GETTING OUT

Monkeys, fish, turtles, tides, ponds, emptiness, fast, slow, rocks, boulders, caves, lost, walking, rushing, reef cuts, hold downs, wipeouts, sea snakes, timing, watching, waiting, commitment, adrenalin, excitement, nervousness and scarcity are just a few words that come to mind when I recall this ‘Impossibles’ adventure.

Brett and I watch the line up intensively from our bungalow on the top of the hill throughout the morning. We were waiting for the tide to push in when we knew the waves jump from a playful two to three feet to a solid six feet and only then would we begin our descent. The adventure starts from that moment as just getting to the line up is one in itself. This takes a good twenty to thirty minutes starting with descending down the cliff face via little tracks with around a hundred dodgy ‘stairs’ weaving through the cliff and through the local Warungs onto the beach. From here you have two options. The first is to paddle straight out the front through the lagoon before walking to the edge of the reef where you jump off and paddle out the back. This way also means you are virtually untouched by a wave, as long as you time the jump, but then you have to paddle hundreds of metres up the reef to get to the take off zone. Although a gruelling paddle, it is the easiest and safest way. The second option, which we took, was certainly more of an adventure. A nice stroll along the beach before you start walking around huge boulders and over rocks to get through. Some of the boulders are so huge they have created caves. Monkeys would be sitting on the rocks as you passed by, we played with the friendly ones, desperately avoided the not so friendly ones. A few wrong turns and dead ends later we came out into the open. Then it’s a slow walk over the long semi dry reef with sea snakes, starfish, and pond sections to the jump off spot on the edge. As we appeared out of the last cave and I caught a glimpse of the break, things became serious with the anticipation turning to nerves and even fright, for me anyway. It was massive! A lot bigger than I had anticipated from the top of the hill. Thoughts were entering my mind to turn back, with Brett by my side, that wasn’t an option. I had only surfed it twice before when it was a lot smaller, so I certainly didn’t have the place wired as such.
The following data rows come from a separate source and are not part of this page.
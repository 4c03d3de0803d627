//! `Store` implementation backed by the SQLite pool.
use async_trait::async_trait;

use super::game_repo::{self, Game, GameChanges, NewGame};
use super::user_repo::{self, NewUser, User, UserChanges};
use super::{Db, Store, StoreResult};

#[derive(Clone)]
pub struct SqliteStore {
    db: Db,
}

impl SqliteStore {
    pub fn new(db: Db) -> Self {
        Self { db }
    }

    pub fn pool(&self) -> &Db {
        &self.db
    }
}

#[async_trait]
impl Store for SqliteStore {
    async fn list_users(&self) -> StoreResult<Vec<User>> {
        Ok(user_repo::list(&self.db).await?)
    }

    async fn find_user(&self, id: i64) -> StoreResult<Option<User>> {
        Ok(user_repo::find_by_id(&self.db, id).await?)
    }

    async fn insert_user(&self, user: &NewUser) -> StoreResult<i64> {
        Ok(user_repo::insert(&self.db, user).await?)
    }

    async fn update_user(&self, id: i64, changes: &UserChanges) -> StoreResult<()> {
        Ok(user_repo::update(&self.db, id, changes).await?)
    }

    async fn set_favorites(&self, user_id: i64, favorites: &[String]) -> StoreResult<()> {
        Ok(user_repo::set_favorites(&self.db, user_id, favorites).await?)
    }

    async fn delete_user(&self, id: i64) -> StoreResult<bool> {
        Ok(user_repo::delete(&self.db, id).await?)
    }

    async fn list_games(&self) -> StoreResult<Vec<Game>> {
        Ok(game_repo::list(&self.db).await?)
    }

    async fn find_game(&self, id: i64) -> StoreResult<Option<Game>> {
        Ok(game_repo::find_by_id(&self.db, id).await?)
    }

    async fn find_games(&self, ids: &[i64]) -> StoreResult<Vec<Game>> {
        Ok(game_repo::find_by_ids(&self.db, ids).await?)
    }

    async fn insert_game(&self, game: &NewGame) -> StoreResult<i64> {
        Ok(game_repo::insert(&self.db, game).await?)
    }

    async fn update_game(&self, id: i64, changes: &GameChanges) -> StoreResult<()> {
        Ok(game_repo::update(&self.db, id, changes).await?)
    }

    async fn delete_game(&self, id: i64) -> StoreResult<bool> {
        Ok(game_repo::delete(&self.db, id).await?)
    }
}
It’s a very long section of reef with some waves taking you up to three hundred to four hundred metres or more, but there are only a small number of spots along the reef where it is best to jump from. This is where the timing factor comes into play. A very critical moment. Paddle out at the wrong time can be costly and you may be cleaned up and washed way down the reef, or even worst picked up and slammed back onto the dry reef. When the swell is pushing six feet plus, this becomes more and more hairy. The nerves had well and truly kicked in as we waited for our opportunity standing at the reef’s edge. It’s best to wait until a set comes, then soon as it subsides, jump off and paddle like a maniac until you get out the back. So, this is what we did timing it perfectly and making it out without any consequence.

THE SESSION

I consider myself an experienced surfer. Surfed for many years. Surfed many locations. But on this particular day I felt I was way out of my comfort zone. It’s called ‘Impossibles’ because normally you can’t make it all the way down the line as it sections and closes out. However, after our first few waves we decided to rename it ‘Makeables’ as we were getting very long waves all the way down toward Bingin. Ideal swell direction, ideal tide. Ideal wind.  
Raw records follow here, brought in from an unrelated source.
use std::{net::SocketAddr, path::PathBuf};

use anyhow::{Context, Result};
use clap::Parser;
use gamestore::{
    AppState, api,
    config::{AppConfig, DEFAULT_DB_PATH, DEFAULT_LISTEN},
    db::{self, SqliteStore},
};
use std::sync::Arc;
use tokio::{net::TcpListener, signal};
use tracing::{error, info};

#[derive(Parser, Debug)]
#[command(author, version, about, rename_all = "kebab-case")]
struct Cli {
    /// Path to the SQLite database file
    #[arg(long, value_name = "PATH", default_value = DEFAULT_DB_PATH)]
    db_path: PathBuf,
    /// Listen address for the HTTP server
    #[arg(long, value_name = "ADDR", default_value = DEFAULT_LISTEN)]
    listen: SocketAddr,
}

#[tokio::main]
async fn main() -> Result<()> {
    init_tracing();

    let cli = Cli::parse();
    let config = AppConfig {
        db_path: cli.db_path,
        listen: cli.listen,
    };
    let state = Arc::new(init_state(&config).await?);

    let app = api::create_router(state);

    let listener = TcpListener::bind(config.listen)
        .await
        .with_context(|| format!("failed to bind to {}", config.listen))?;

    info!("listening on http://{}", listener.local_addr()?);

    axum::serve(listener, app.into_make_service())
        .with_graceful_shutdown(shutdown_signal())
        .await
        .context("server exited with error")?;

    Ok(())
}

async fn init_state(config: &AppConfig) -> Result<AppState> {
    if let Some(parent) = config.db_dir() {
        std::fs::create_dir_all(parent)
            .with_context(|| format!("failed to create db directory {}", parent.display()))?;
    }

    let pool = db::init_db(&config.database_url())
        .await
        .with_context(|| format!("failed to open database {}", config.db_path.display()))?;
    info!("using database {}", config.db_path.display());

    Ok(AppState::new(SqliteStore::new(pool)))
}

async fn shutdown_signal() {
    if let Err(err) = signal::ctrl_c().await {
        error!("failed to install CTRL+C handler: {err}");
    }
    info!("shutdown signal received");
}

fn init_tracing() {
    let env_filter = tracing_subscriber::EnvFilter::try_from_default_env()
        .unwrap_or_else(|_| "info,tower_http=debug".into());
    tracing_subscriber::fmt().with_env_filter(env_filter).init();
}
Once out the back we realised that it was only us and a couple of others sitting at this section of the reef so of course started frothing to the max. I sat quite wide as was seeing some wide bombs and I did not want to be caught by any of these! Even with Brett, who has surfed it before, waving me more inside I wanted nothing of it. I wanted to ease into it.  After about ten minutes of waiting, my first opportunity came with a wide wave appearing and I was in the perfect spot. My heart started racing as I saw the wave approaching and moved into position. Feeling quite nervy about what I was paddling into, I paddled hard. The stiff offshore breeze was holding me back, making me paddle even harder. When I felt I was on the wave, I stood up taking a steep drop to have a perfect wave stand up in front of me. This wave gifted me with a long wall which I made the most of with big drawn out bottom turns then off the top again and repeat all the way down the line until the close out section appeared and it was time to get off before the death trap. The wave dares you to keep going but if you go past a certain point reef carnage is inevitable! I kicked out of that first wave with such satisfaction and huge a smile from ear to ear. Then a quick paddle dash back out the back to safety. Followed a hefty paddle back up to the take off zone. After a couple of wider ones, I gained more confidence and slowly crept deeper and deeper inside.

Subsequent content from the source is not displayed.